▶ _Instructions to follow_
All lines from the first line of the material up to and including the line with "use tokio::fs;" must be copied exactly, and no others.

■ ■ ■ ■

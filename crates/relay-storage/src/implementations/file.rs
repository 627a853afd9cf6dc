//! File-backed storage.
//!
//! Each key is one file under `storage_path`, prefixed with a fixed header that
//! carries the expiry time. Writes go to a temporary file that is renamed into
//! place, so a reader never observes a half-written record.

use crate::{StorageError, StorageFactory, StorageInterface, StorageRegistry};
use async_trait::async_trait;
use relay_types::{current_timestamp, ImplementationRegistry, StorageKey};
use std::collections::HashMap;
use std::path::PathBuf;
use std::time::Duration;
use tokio::fs;

#[allow(clippy::doc_nested_refdefs)]
/// Fixed-size file header.
///
/// Binary layout (32 bytes total):
/// - [0-3]: Magic bytes "GPRS"
/// - [4-5]: Version (u16, little-endian)
/// - [6-13]: Expiration timestamp (u64, little-endian, Unix seconds, 0 = never)
/// - [14-31]: Reserved
#[derive(Debug, Clone, PartialEq, Eq)]
struct FileHeader {
	version: u16,
	expires_at: u64,
}

impl FileHeader {
	const MAGIC: &'static [u8; 4] = b"GPRS";
	const VERSION: u16 = 1;
	const SIZE: usize = 32;

	fn new(ttl: Duration) -> Self {
		let expires_at = if ttl.is_zero() {
			0
		} else {
			current_timestamp().saturating_add(ttl.as_secs().max(1))
		};
		Self {
			version: Self::VERSION,
			expires_at,
		}
	}

	fn serialize(&self) -> [u8; Self::SIZE] {
		let mut bytes = [0u8; Self::SIZE];
		bytes[0..4].copy_from_slice(Self::MAGIC);
		bytes[4..6].copy_from_slice(&self.version.to_le_bytes());
		bytes[6..14].copy_from_slice(&self.expires_at.to_le_bytes());
		bytes
	}

	fn deserialize(bytes: &[u8]) -> Result<Self, StorageError> {
		if bytes.len() < Self::SIZE {
			return Err(StorageError::Backend("file too small for header".into()));
		}
		if &bytes[0..4] != Self::MAGIC {
			return Err(StorageError::Backend("bad magic".into()));
		}

		let version = u16::from_le_bytes([bytes[4], bytes[5]]);
		if version > Self::VERSION {
			return Err(StorageError::Backend(format!(
				"unsupported file version: {}",
				version
			)));
		}

		let mut expires = [0u8; 8];
		expires.copy_from_slice(&bytes[6..14]);
		Ok(Self {
			version,
			expires_at: u64::from_le_bytes(expires),
		})
	}

	fn is_expired(&self) -> bool {
		self.expires_at != 0 && current_timestamp() >= self.expires_at
	}
}

/// Default expiry per namespace, read from `ttl_permits` / `ttl_receipts`.
#[derive(Debug, Clone, Default)]
pub struct TtlConfig {
	ttls: HashMap<StorageKey, Duration>,
}

impl TtlConfig {
	fn from_config(config: &toml::Value) -> Result<Self, StorageError> {
		let mut ttls = HashMap::new();
		for storage_key in StorageKey::all() {
			let config_key = format!("ttl_{}", storage_key.as_str());
			let Some(value) = config.get(&config_key) else {
				continue;
			};
			let secs = value
				.as_integer()
				.and_then(|v| u64::try_from(v).ok())
				.ok_or_else(|| {
					StorageError::Configuration(format!(
						"{} must be a non-negative integer",
						config_key
					))
				})?;
			ttls.insert(storage_key, Duration::from_secs(secs));
		}
		Ok(Self { ttls })
	}

	pub fn with_ttl(mut self, key: StorageKey, ttl: Duration) -> Self {
		self.ttls.insert(key, ttl);
		self
	}

	fn get_ttl(&self, storage_key: StorageKey) -> Duration {
		self.ttls
			.get(&storage_key)
			.copied()
			.unwrap_or(Duration::ZERO)
	}
}

pub struct FileStorage {
	base_path: PathBuf,
	ttl_config: TtlConfig,
}

impl FileStorage {
	pub fn new(base_path: PathBuf, ttl_config: TtlConfig) -> Self {
		Self {
			base_path,
			ttl_config,
		}
	}

	fn get_file_path(&self, key: &str) -> PathBuf {
		let safe_key = key.replace(['/', ':', '\\'], "_");
		self.base_path.join(format!("{}.bin", safe_key))
	}

	fn get_ttl_for_key(&self, key: &str) -> Duration {
		key.split(':')
			.next()
			.and_then(|namespace| namespace.parse::<StorageKey>().ok())
			.map(|sk| self.ttl_config.get_ttl(sk))
			.unwrap_or(Duration::ZERO)
	}

	async fn cleanup_expired_files(&self) -> Result<usize, StorageError> {
		let mut entries = match fs::read_dir(&self.base_path).await {
			Ok(entries) => entries,
			Err(e) if e.kind() == std::io::ErrorKind::NotFound => return Ok(0),
			Err(e) => return Err(StorageError::Backend(e.to_string())),
		};

		let mut removed = 0;
		while let Some(entry) = entries
			.next_entry()
			.await
			.map_err(|e| StorageError::Backend(e.to_string()))?
		{
			let path = entry.path();
			if path.extension() != Some(std::ffi::OsStr::new("bin")) {
				continue;
			}
			let data = match fs::read(&path).await {
				Ok(data) => data,
				Err(e) => {
					tracing::debug!("Skipping file {:?}: could not be read: {}", path, e);
					continue;
				},
			};
			match FileHeader::deserialize(&data) {
				Ok(header) if header.is_expired() => {
					if let Err(e) = fs::remove_file(&path).await {
						tracing::warn!("Failed to remove expired file {:?}: {}", path, e);
					} else {
						removed += 1;
					}
				},
				Ok(_) => {},
				Err(e) => tracing::debug!("Skipping file {:?}: {}", path, e),
			}
		}
		Ok(removed)
	}
}

#[async_trait]
impl StorageInterface for FileStorage {
	async fn get_bytes(&self, key: &str) -> Result<Vec<u8>, StorageError> {
		let path = self.get_file_path(key);
		let data = match fs::read(&path).await {
			Ok(data) => data,
			Err(e) if e.kind() == std::io::ErrorKind::NotFound => {
				return Err(StorageError::NotFound)
			},
			Err(e) => return Err(StorageError::Backend(e.to_string())),
		};

		let header = FileHeader::deserialize(&data)?;
		if header.is_expired() {
			return Err(StorageError::NotFound);
		}
		Ok(data[FileHeader::SIZE..].to_vec())
	}

	async fn set_bytes(
		&self,
		key: &str,
		value: Vec<u8>,
		ttl: Option<Duration>,
	) -> Result<(), StorageError> {
		let path = self.get_file_path(key);
		fs::create_dir_all(&self.base_path)
			.await
			.map_err(|e| StorageError::Backend(e.to_string()))?;

		let ttl = ttl.unwrap_or_else(|| self.get_ttl_for_key(key));
		let header = FileHeader::new(ttl);

		let mut file_data = Vec::with_capacity(FileHeader::SIZE + value.len());
		file_data.extend_from_slice(&header.serialize());
		file_data.extend_from_slice(&value);

		let temp_path = path.with_extension("tmp");
		fs::write(&temp_path, file_data)
			.await
			.map_err(|e| StorageError::Backend(e.to_string()))?;
		fs::rename(&temp_path, &path)
			.await
			.map_err(|e| StorageError::Backend(e.to_string()))?;

		Ok(())
	}

	async fn delete(&self, key: &str) -> Result<(), StorageError> {
		match fs::remove_file(self.get_file_path(key)).await {
			Ok(_) => Ok(()),
			Err(e) if e.kind() == std::io::ErrorKind::NotFound => Ok(()),
			Err(e) => Err(StorageError::Backend(e.to_string())),
		}
	}

	async fn exists(&self, key: &str) -> Result<bool, StorageError> {
		match self.get_bytes(key).await {
			Ok(_) => Ok(true),
			Err(StorageError::NotFound) => Ok(false),
			Err(e) => Err(e),
		}
	}

	async fn cleanup_expired(&self) -> Result<usize, StorageError> {
		self.cleanup_expired_files().await
	}
}

/// Builds a file store.
///
/// Configuration parameters:
/// - `storage_path`: base directory (default: "./data/permits")
/// - `ttl_permits`: seconds to keep permit records (default: 0, forever)
/// - `ttl_receipts`: seconds to keep relay outcomes (default: 0, forever)
pub fn create_storage(config: &toml::Value) -> Result<Box<dyn StorageInterface>, StorageError> {
	let storage_path = match config.get("storage_path") {
		None => "./data/permits",
		Some(value) => value.as_str().ok_or_else(|| {
			StorageError::Configuration("storage_path must be a string".to_string())
		})?,
	};

	Ok(Box::new(FileStorage::new(
		PathBuf::from(storage_path),
		TtlConfig::from_config(config)?,
	)))
}

pub struct Registry;

impl ImplementationRegistry for Registry {
	const NAME: &'static str = "file";
	type Factory = StorageFactory;

	fn factory() -> Self::Factory {
		create_storage
	}
}

impl StorageRegistry for Registry {}

#[cfg(test)]
mod tests {
	use super::*;
	use tempfile::TempDir;

	fn storage(dir: &TempDir) -> FileStorage {
		FileStorage::new(dir.path().to_path_buf(), TtlConfig::default())
	}

	#[test]
	fn test_header_layout() {
		let header = FileHeader {
			version: 1,
			expires_at: 0x0102_0304_0506_0708,
		};
		let bytes = header.serialize();
		assert_eq!(&bytes[0..4], b"GPRS");
		assert_eq!(&bytes[4..6], &[1, 0]);
		assert_eq!(&bytes[6..14], &[8, 7, 6, 5, 4, 3, 2, 1]);
		assert_eq!(FileHeader::deserialize(&bytes).unwrap(), header);

		let mut future = bytes;
		future[4] = 9;
		assert!(FileHeader::deserialize(&future).is_err());
		assert!(FileHeader::deserialize(&bytes[..16]).is_err());
	}

	#[tokio::test]
	async fn test_basic_operations() {
		let dir = TempDir::new().unwrap();
		let storage = storage(&dir);

		storage
			.set_bytes("permits:0xab", b"record".to_vec(), None)
			.await
			.unwrap();
		assert!(dir.path().join("permits_0xab.bin").exists());
		assert_eq!(storage.get_bytes("permits:0xab").await.unwrap(), b"record");
		assert!(storage.exists("permits:0xab").await.unwrap());

		storage.delete("permits:0xab").await.unwrap();
		storage.delete("permits:0xab").await.unwrap();
		assert!(!storage.exists("permits:0xab").await.unwrap());
		assert!(matches!(
			storage.get_bytes("permits:0xab").await,
			Err(StorageError::NotFound)
		));
	}

	#[tokio::test]
	async fn test_cleanup_removes_only_expired() {
		let dir = TempDir::new().unwrap();
		let storage = storage(&dir);

		storage
			.set_bytes("receipts:live", b"ok".to_vec(), None)
			.await
			.unwrap();

		let expired = FileHeader {
			version: 1,
			expires_at: current_timestamp() - 10,
		};
		let mut data = expired.serialize().to_vec();
		data.extend_from_slice(b"old");
		std::fs::write(dir.path().join("receipts_old.bin"), data).unwrap();
		std::fs::write(dir.path().join("notes.txt"), b"ignored").unwrap();

		assert!(!storage.exists("receipts:old").await.unwrap());
		assert_eq!(storage.cleanup_expired().await.unwrap(), 1);
		assert!(!dir.path().join("receipts_old.bin").exists());
		assert!(storage.exists("receipts:live").await.unwrap());
	}

	#[tokio::test]
	async fn test_namespace_ttl_from_config() {
		let dir = TempDir::new().unwrap();
		let config: toml::Value = toml::from_str(&format!(
			"storage_path = {:?}\nttl_receipts = 3600\n",
			dir.path().display().to_string()
		))
		.unwrap();
		let storage = create_storage(&config).unwrap();
		storage
			.set_bytes("receipts:a", b"x".to_vec(), None)
			.await
			.unwrap();
		storage
			.set_bytes("permits:a", b"y".to_vec(), None)
			.await
			.unwrap();

		let receipt = std::fs::read(dir.path().join("receipts_a.bin")).unwrap();
		let permit = std::fs::read(dir.path().join("permits_a.bin")).unwrap();
		assert!(FileHeader::deserialize(&receipt).unwrap().expires_at > current_timestamp());
		assert_eq!(FileHeader::deserialize(&permit).unwrap().expires_at, 0);
	}

	#[test]
	fn test_rejects_bad_ttl() {
		let config: toml::Value = toml::from_str("ttl_permits = -5").unwrap();
		assert!(matches!(
			create_storage(&config),
			Err(StorageError::Configuration(_))
		));
	}
}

■ ■ ■ ■

▶ _Result for this exercise_
filename crates/relay-storage/src/implementations/file.rs
repository 627a853afd9cf6dc
//! File-backed storage.
//!
//! Each key is one file under `storage_path`, prefixed with a fixed header that
//! carries the expiry time. Writes go to a temporary file that is renamed into
//! place, so a reader never observes a half-written record.

use crate::{StorageError, StorageFactory, StorageInterface, StorageRegistry};
use async_trait::async_trait;
use relay_types::{current_timestamp, ImplementationRegistry, StorageKey};
use std::collections::HashMap;
use std::path::PathBuf;
use std::time::Duration;
use tokio::fs;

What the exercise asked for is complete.